The band plans to ramp up their opportunities and their profile even more by recording a debut album early in 2010. Many producers have already expressed interest in working with the group on the record, but no concrete decisions have been made as the girls finish rounding the material for the sessions into shape.

In January the Trishas returned to the place where their career started one short year ago. They were one of seven female acts playing at MusicFest, which had 38 acts overall. Close to 20% is an impressive number of females for a Texas Music festival; even more impressive though is the fact that Jamie Wilson represents almost half of those acts. Along with performing in the Trishas, Jamie also has a set with Johnny and the Footlights, a county classics cover band that she fronts along with Jason Eady, and one set for an artist she rarely appears as - Jamie Wilson.

After years of only being identified by the band she played with, Wilson has recorded her first solo record, Dirty Blonde Hair, an EP which will be released in early 2010. "I was in a band almost as soon as I got a guitar. Then before the Gougers were even done, this thing with the Trishas was taking off. I wanted to at least get some of my own music out there. Something that's just me," Wilson states. The EP combines the best elements of Wilson's work with the Gougers and the Trishas, but just a touch more - according to Wilson - "Creepy. It seems that death seeps into all of my songs in one way or another."

"The River", the first song on Dirty Blonde Hair, sets the tone, with baritone guitar, banjo, electric guitar, and squeeze box creating the setting for Wilson's rich and distinctive vocals. "Dusty Shoes" showcases Wilson at her lyrical best, singing to a flawed lover: "I'm not the trusting kind, I'm not the answer / I'm not the one to fix your kind of cancer / but I'll do anything that you ask of me / if it'll ease your pain, ease your lonely". "Little Too Rough" sounds like a triple-A hit waiting to happen, and on the title track Wilson combines a waltz and back-masked electric guitar to heartbreaking effect. The biggest hook of the record lands in the chorus of the relentlessly toe-tapping "Ordinary People". The EP concludes with an epic version (7 minutes) of "Whistling", a song that is a Trishas staple and is virtually assured to appear on their full-length record as well, albeit with a far different arrangement. In just six songs, Wilson presents a complete portrait of an artist, leaving none of the colors in her palette unused.
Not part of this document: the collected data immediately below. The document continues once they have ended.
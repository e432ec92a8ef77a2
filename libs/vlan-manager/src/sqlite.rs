use std::{collections::HashSet, str::FromStr, time::Duration};

use async_trait::async_trait;
use chrono::{DateTime, TimeZone, Utc};
use sqlx::{
    ConnectOptions, Sqlite,
    sqlite::{SqliteConnectOptions, SqliteJournalMode, SqlitePool, SqliteSynchronous},
};
use tracing::debug;

use crate::{
    IsConflict, KnidMapping, MappingState, Storage, VlanHostMapping, VlanReservation,
};

/// how long a connection waits on another process's write lock
const BUSY_TIMEOUT: Duration = Duration::from_secs(10);

#[derive(Debug)]
pub struct SqliteDb {
    inner: SqlitePool,
}

impl Clone for SqliteDb {
    fn clone(&self) -> Self {
        Self {
            inner: self.inner.clone(),
        }
    }
}

impl SqliteDb {
    pub async fn new(uri: impl AsRef<str>) -> Result<Self, sqlx::Error> {
        let mut opts = SqliteConnectOptions::from_str(uri.as_ref())?
            .journal_mode(SqliteJournalMode::Wal)
            .synchronous(SqliteSynchronous::Normal)
            .busy_timeout(BUSY_TIMEOUT)
            .create_if_missing(true);
        // make sqlite log queries at trace level so we don't get a bloated log on `info`
        opts.log_statements(tracing::log::LevelFilter::Trace);

        let inner = SqlitePool::connect_with(opts).await?;
        sqlx::migrate!("../../migrations").run(&inner).await?;
        Ok(Self { inner })
    }
}

impl IsConflict for sqlx::Error {
    fn is_conflict(&self) -> bool {
        match self {
            // SQLITE_CONSTRAINT_PRIMARYKEY & SQLITE_CONSTRAINT_UNIQUE
            sqlx::Error::Database(err) => {
                matches!(err.code().as_deref(), Some("1555" | "2067"))
                    || err.message().contains("UNIQUE constraint failed")
            }
            _ => false,
        }
    }
}

#[async_trait]
impl Storage for SqliteDb {
    type Error = sqlx::Error;

    async fn reserved_vlans(&self, host: &str) -> Result<HashSet<u16>, Self::Error> {
        let rows: Vec<(i64,)> = sqlx::query_as(
            "SELECT vlan_id FROM vlan_reservations WHERE host = ?1
             UNION
             SELECT vlan_id FROM vlan_host_mappings WHERE host = ?1",
        )
        .bind(host)
        .fetch_all(&self.inner)
        .await?;
        rows.into_iter()
            .map(|(v,)| u16::try_from(v).map_err(|err| sqlx::Error::Decode(Box::new(err))))
            .collect()
    }

    async fn insert_reservation(&self, r: &VlanReservation) -> Result<(), Self::Error> {
        util::insert_reservation(&self.inner, &r.host, r.vlan_id, &r.network_id).await
    }

    async fn delete_reservation(&self, host: &str, vlan_id: u16) -> Result<bool, Self::Error> {
        util::delete_reservation(&self.inner, host, vlan_id).await
    }

    async fn insert_lock(&self, network_id: &str, host: &str) -> Result<(), Self::Error> {
        sqlx::query(
            "INSERT INTO attachment_locks (network_id, host, acquired_at) VALUES (?1, ?2, ?3)",
        )
        .bind(network_id)
        .bind(host)
        .bind(util::epoch_millis(Utc::now()))
        .execute(&self.inner)
        .await?;
        Ok(())
    }

    async fn delete_lock(&self, network_id: &str, host: &str) -> Result<bool, Self::Error> {
        let res = sqlx::query("DELETE FROM attachment_locks WHERE network_id = ?1 AND host = ?2")
            .bind(network_id)
            .bind(host)
            .execute(&self.inner)
            .await?;
        Ok(res.rows_affected() > 0)
    }

    async fn get_mapping(
        &self,
        network_id: &str,
        host: &str,
    ) -> Result<Option<VlanHostMapping>, Self::Error> {
        sqlx::query_as::<_, util::MappingRow>(
            "SELECT * FROM vlan_host_mappings WHERE network_id = ?1 AND host = ?2",
        )
        .bind(network_id)
        .bind(host)
        .fetch_optional(&self.inner)
        .await?
        .map(VlanHostMapping::try_from)
        .transpose()
    }

    async fn insert_mapping(&self, m: &VlanHostMapping) -> Result<(), Self::Error> {
        sqlx::query(
            "INSERT INTO vlan_host_mappings
             (network_id, host, vlan_id, segment_id, network_name, state, updated_at)
             VALUES (?1, ?2, ?3, ?4, ?5, ?6, ?7)",
        )
        .bind(&m.network_id)
        .bind(&m.host)
        .bind(m.vlan_id as i64)
        .bind(&m.segment_id)
        .bind(&m.network_name)
        .bind(m.state.as_str())
        .bind(util::epoch_millis(m.updated_at))
        .execute(&self.inner)
        .await?;
        Ok(())
    }

    async fn update_mapping_state(
        &self,
        network_id: &str,
        host: &str,
        from: &[MappingState],
        to: MappingState,
    ) -> Result<bool, Self::Error> {
        if from.is_empty() {
            return Ok(false);
        }
        // states are our own constants, never user input
        let states = from
            .iter()
            .map(|s| format!("'{}'", s.as_str()))
            .collect::<Vec<_>>()
            .join(", ");
        let res = sqlx::query(&format!(
            "UPDATE vlan_host_mappings SET state = ?1, updated_at = ?2
             WHERE network_id = ?3 AND host = ?4 AND state IN ({states})"
        ))
        .bind(to.as_str())
        .bind(util::epoch_millis(Utc::now()))
        .bind(network_id)
        .bind(host)
        .execute(&self.inner)
        .await?;
        Ok(res.rows_affected() > 0)
    }

    async fn delete_mapping(
        &self,
        network_id: &str,
        host: &str,
    ) -> Result<Option<VlanHostMapping>, Self::Error> {
        // TRANSACTION START
        let mut trans = self.inner.begin().await?;
        // write first so the transaction holds the write lock from the start
        let removed = sqlx::query_as::<_, util::MappingRow>(
            "DELETE FROM vlan_host_mappings
             WHERE network_id = ?1 AND host = ?2 AND state != 'CREATED'
             RETURNING *",
        )
        .bind(network_id)
        .bind(host)
        .fetch_optional(&mut trans)
        .await?;
        let removed = match removed {
            Some(row) => {
                let mapping = VlanHostMapping::try_from(row)?;
                util::delete_reservation(&mut trans, &mapping.host, mapping.vlan_id).await?;
                Some(mapping)
            }
            None => None,
        };
        trans.commit().await?;
        // TRANSACTION COMMIT
        Ok(removed)
    }

    async fn stale_mappings(
        &self,
        creating_before: DateTime<Utc>,
        deleting_before: DateTime<Utc>,
    ) -> Result<Vec<VlanHostMapping>, Self::Error> {
        sqlx::query_as::<_, util::MappingRow>(
            "SELECT * FROM vlan_host_mappings
             WHERE (state = 'CREATING' AND updated_at < ?1)
                OR (state = 'DELETING' AND updated_at < ?2)
             ORDER BY updated_at",
        )
        .bind(util::epoch_millis(creating_before))
        .bind(util::epoch_millis(deleting_before))
        .fetch_all(&self.inner)
        .await?
        .into_iter()
        .map(VlanHostMapping::try_from)
        .collect()
    }

    async fn network_mappings(
        &self,
        network_id: &str,
    ) -> Result<Vec<VlanHostMapping>, Self::Error> {
        sqlx::query_as::<_, util::MappingRow>(
            "SELECT * FROM vlan_host_mappings WHERE network_id = ?1 ORDER BY host",
        )
        .bind(network_id)
        .fetch_all(&self.inner)
        .await?
        .into_iter()
        .map(VlanHostMapping::try_from)
        .collect()
    }

    async fn purge_network(&self, network_id: &str) -> Result<Vec<VlanHostMapping>, Self::Error> {
        // TRANSACTION START
        let mut trans = self.inner.begin().await?;
        sqlx::query(
            "UPDATE vlan_host_mappings SET state = 'DELETING', updated_at = ?1
             WHERE network_id = ?2",
        )
        .bind(util::epoch_millis(Utc::now()))
        .bind(network_id)
        .execute(&mut trans)
        .await?;
        let removed = sqlx::query_as::<_, util::MappingRow>(
            "DELETE FROM vlan_host_mappings WHERE network_id = ?1 RETURNING *",
        )
        .bind(network_id)
        .fetch_all(&mut trans)
        .await?
        .into_iter()
        .map(VlanHostMapping::try_from)
        .collect::<Result<Vec<_>, _>>()?;
        let reservations = sqlx::query("DELETE FROM vlan_reservations WHERE network_id = ?1")
            .bind(network_id)
            .execute(&mut trans)
            .await?;
        trans.commit().await?;
        // TRANSACTION COMMIT
        debug!(
            %network_id,
            mappings = removed.len(),
            reservations = reservations.rows_affected(),
            "purged network"
        );
        Ok(removed)
    }

    async fn insert_knid(&self, m: &KnidMapping) -> Result<(), Self::Error> {
        sqlx::query("INSERT INTO knid_mappings (fabric_network_id, network_id) VALUES (?1, ?2)")
            .bind(m.fabric_network_id as i64)
            .bind(&m.network_id)
            .execute(&self.inner)
            .await?;
        Ok(())
    }

    async fn get_knid(&self, network_id: &str) -> Result<Option<KnidMapping>, Self::Error> {
        Ok(sqlx::query_as::<_, util::KnidRow>(
            "SELECT fabric_network_id, network_id FROM knid_mappings WHERE network_id = ?1",
        )
        .bind(network_id)
        .fetch_optional(&self.inner)
        .await?
        .map(KnidMapping::from))
    }

    async fn delete_knid(&self, network_id: &str) -> Result<bool, Self::Error> {
        let res = sqlx::query("DELETE FROM knid_mappings WHERE network_id = ?1")
            .bind(network_id)
            .execute(&self.inner)
            .await?;
        Ok(res.rows_affected() > 0)
    }

    async fn knid_mappings(&self) -> Result<Vec<KnidMapping>, Self::Error> {
        Ok(sqlx::query_as::<_, util::KnidRow>(
            "SELECT fabric_network_id, network_id FROM knid_mappings ORDER BY network_id",
        )
        .fetch_all(&self.inner)
        .await?
        .into_iter()
        .map(KnidMapping::from)
        .collect())
    }
}

mod util {
    use super::*;

    pub fn epoch_millis(time: DateTime<Utc>) -> i64 {
        time.timestamp_millis()
    }

    pub fn from_epoch_millis(millis: i64) -> DateTime<Utc> {
        Utc.timestamp_millis_opt(millis).single().unwrap_or_default()
    }

    #[derive(Debug, sqlx::FromRow)]
    pub struct MappingRow {
        pub network_id: String,
        pub host: String,
        pub vlan_id: i64,
        pub segment_id: String,
        pub network_name: String,
        pub state: String,
        pub updated_at: i64,
    }

    impl TryFrom<MappingRow> for VlanHostMapping {
        type Error = sqlx::Error;

        fn try_from(row: MappingRow) -> Result<Self, Self::Error> {
            Ok(Self {
                state: row
                    .state
                    .parse()
                    .map_err(|err| sqlx::Error::Decode(Box::new(err)))?,
                vlan_id: u16::try_from(row.vlan_id)
                    .map_err(|err| sqlx::Error::Decode(Box::new(err)))?,
                network_id: row.network_id,
                host: row.host,
                segment_id: row.segment_id,
                network_name: row.network_name,
                updated_at: from_epoch_millis(row.updated_at),
            })
        }
    }

    #[derive(Debug, sqlx::FromRow)]
    pub struct KnidRow {
        pub fabric_network_id: i64,
        pub network_id: String,
    }

    impl From<KnidRow> for KnidMapping {
        fn from(row: KnidRow) -> Self {
            Self {
                fabric_network_id: row.fabric_network_id as u64,
                network_id: row.network_id,
            }
        }
    }

    pub async fn insert_reservation<'a, E>(
        conn: E,
        host: &str,
        vlan_id: u16,
        network_id: &str,
    ) -> Result<(), sqlx::Error>
    where
        E: sqlx::Executor<'a, Database = Sqlite>,
    {
        sqlx::query("INSERT INTO vlan_reservations (host, vlan_id, network_id) VALUES (?1, ?2, ?3)")
            .bind(host)
            .bind(vlan_id as i64)
            .bind(network_id)
            .execute(conn)
            .await?;
        Ok(())
    }

    pub async fn delete_reservation<'a, E>(
        conn: E,
        host: &str,
        vlan_id: u16,
    ) -> Result<bool, sqlx::Error>
    where
        E: sqlx::Executor<'a, Database = Sqlite>,
    {
        let res = sqlx::query("DELETE FROM vlan_reservations WHERE host = ?1 AND vlan_id = ?2")
            .bind(host)
            .bind(vlan_id as i64)
            .execute(conn)
            .await?;
        Ok(res.rows_affected() > 0)
    }
}
//! In-process [`Fabric`], used in tests and for running without a
//! controller. Errors mimic the controller's `rpc-error` tags so the
//! idempotency rules apply the same way.
use std::{
    collections::{BTreeMap, HashMap, HashSet},
    sync::atomic::{AtomicU64, Ordering},
    time::Duration,
};

use async_trait::async_trait;
use parking_lot::Mutex;

use netconf::{Fabric, FabricNetwork, NetconfError, NetconfResult, TerminationPoint};

#[derive(Debug, Default)]
struct State {
    // name -> (knid, description)
    networks: BTreeMap<String, (u64, String)>,
    // host -> tp id
    tps: HashMap<String, String>,
    // (network, tp) -> (attach name, vlan)
    attachments: BTreeMap<(String, String), (String, u16)>,
    failing: HashSet<&'static str>,
    // op -> pause after the op took effect
    delays: HashMap<&'static str, Duration>,
}

#[derive(Debug)]
pub struct MemoryFabric {
    state: Mutex<State>,
    next_knid: AtomicU64,
}

impl Default for MemoryFabric {
    fn default() -> Self {
        Self {
            state: Mutex::default(),
            next_knid: AtomicU64::new(1000),
        }
    }
}

fn protocol(tag: &str, message: String) -> NetconfError {
    NetconfError::Protocol {
        tag: tag.to_owned(),
        message,
    }
}

impl MemoryFabric {
    pub fn new() -> Self {
        Self::default()
    }

    pub fn add_termination_point(&self, host: &str, tp_id: &str) {
        self.state
            .lock()
            .tps
            .insert(host.to_owned(), tp_id.to_owned());
    }

    /// makes every call of `op` (a [`Fabric`] method name) fail until
    /// [`recover`] is called
    ///
    /// [`recover`]: MemoryFabric::recover
    pub fn fail(&self, op: &'static str) {
        self.state.lock().failing.insert(op);
    }

    pub fn recover(&self, op: &'static str) {
        self.state.lock().failing.remove(op);
    }

    /// holds every successful call of `op` for `dur` after its effect is
    /// applied, so tests can interleave other calls with it
    pub fn delay(&self, op: &'static str, dur: Duration) {
        self.state.lock().delays.insert(op, dur);
    }

    async fn pause(&self, op: &'static str) {
        let dur = self.state.lock().delays.get(op).copied();
        if let Some(dur) = dur {
            tokio::time::sleep(dur).await;
        }
    }

    /// creates a network directly, as if someone else had
    pub fn insert_network(&self, name: &str) -> u64 {
        let knid = self.next_knid.fetch_add(1, Ordering::Relaxed);
        self.state
            .lock()
            .networks
            .insert(name.to_owned(), (knid, name.to_owned()));
        knid
    }

    pub fn networks(&self) -> Vec<String> {
        self.state.lock().networks.keys().cloned().collect()
    }

    pub fn description(&self, name: &str) -> Option<String> {
        self.state.lock().networks.get(name).map(|(_, d)| d.clone())
    }

    /// vlan of the attachment of `tp_id` to `network`
    pub fn attachment(&self, network: &str, tp_id: &str) -> Option<u16> {
        self.state
            .lock()
            .attachments
            .get(&(network.to_owned(), tp_id.to_owned()))
            .map(|(_, vlan)| *vlan)
    }

    pub fn attachment_count(&self) -> usize {
        self.state.lock().attachments.len()
    }

    fn check(&self, op: &'static str) -> NetconfResult<()> {
        if self.state.lock().failing.contains(op) {
            Err(protocol("operation-failed", format!("{op} failed")))
        } else {
            Ok(())
        }
    }
}

#[async_trait]
impl Fabric for MemoryFabric {
    async fn create_network(&self, name: &str) -> NetconfResult<u64> {
        self.check("create_network")?;
        let mut state = self.state.lock();
        if state.networks.contains_key(name) {
            return Err(protocol("data-exists", format!("network {name} already exists")));
        }
        let knid = self.next_knid.fetch_add(1, Ordering::Relaxed);
        state
            .networks
            .insert(name.to_owned(), (knid, name.to_owned()));
        Ok(knid)
    }

    async fn network_by_name(&self, name: &str) -> NetconfResult<Option<FabricNetwork>> {
        self.check("network_by_name")?;
        Ok(self
            .state
            .lock()
            .networks
            .get(name)
            .map(|(knid, _)| FabricNetwork {
                name: name.to_owned(),
                knid: *knid,
            }))
    }

    async fn list_networks(&self, prefix: &str) -> NetconfResult<Vec<String>> {
        self.check("list_networks")?;
        Ok(self
            .state
            .lock()
            .networks
            .keys()
            .filter(|n| n.starts_with(prefix))
            .cloned()
            .collect())
    }

    async fn rename_network(&self, name: &str, display_name: &str) -> NetconfResult<()> {
        self.check("rename_network")?;
        match self.state.lock().networks.get_mut(name) {
            Some((_, description)) => {
                *description = display_name.to_owned();
                Ok(())
            }
            None => Err(protocol("data-missing", format!("network {name} not found"))),
        }
    }

    async fn delete_network(&self, name: &str) -> NetconfResult<()> {
        self.check("delete_network")?;
        let mut state = self.state.lock();
        if state.networks.remove(name).is_none() {
            return Err(protocol("data-missing", format!("network {name} not found")));
        }
        state.attachments.retain(|(network, _), _| network != name);
        Ok(())
    }

    async fn termination_point(&self, host: &str) -> NetconfResult<Option<TerminationPoint>> {
        self.check("termination_point")?;
        Ok(self.state.lock().tps.get(host).map(|id| TerminationPoint {
            id: id.clone(),
            host: host.to_owned(),
        }))
    }

    async fn attach(
        &self,
        network: &str,
        attach_name: &str,
        tp_id: &str,
        vlan_id: u16,
    ) -> NetconfResult<()> {
        self.check("attach")?;
        {
            let mut state = self.state.lock();
            if !state.networks.contains_key(network) {
                return Err(protocol("data-missing", format!("network {network} not found")));
            }
            let key = (network.to_owned(), tp_id.to_owned());
            if state.attachments.contains_key(&key) {
                return Err(protocol("data-exists", format!("{tp_id} already attached")));
            }
            state
                .attachments
                .insert(key, (attach_name.to_owned(), vlan_id));
        }
        self.pause("attach").await;
        Ok(())
    }

    async fn detach(&self, network: &str, tp_id: &str) -> NetconfResult<()> {
        self.check("detach")?;
        match self
            .state
            .lock()
            .attachments
            .remove(&(network.to_owned(), tp_id.to_owned()))
        {
            Some(_) => Ok(()),
            None => Err(protocol("data-missing", format!("{tp_id} not attached"))),
        }
    }

    async fn version(&self) -> NetconfResult<Option<String>> {
        self.check("version")?;
        Ok(Some("memory".into()))
    }
}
In addition to releasing the EP and recording a full-length album with the Trishas, Jamie has another big project on her plate for 2010 - she and husband Roy are expecting their first child in June of 2010. A near-obsessive planner (She presented Roy with an elaborate travel plan for her gigs along with a detailed list of who could help care for the baby in each city where Wilson has regular gigs. Roy listened patiently before responding, "You know this baby is going to have a dad, right?"), Jamie has scheduled all of her 2010 to fit around the time she'll need to take off. "We're recording in April or May, my baby's due in late June, we can do all of the artwork and publicity through the summer, and then try to release the record in September." Wilson plans to hit the road with the band in support of the record immediately after the release, bringing along a merch person/nanny in tow.

Even if the reality of 2010 doesn't match her exacting plan for it, Wilson will make it through fueled by the excitement over the possibilities the year promises. An excitement unmatched since she had that realization over nine years ago that playing and writing songs was something she could do.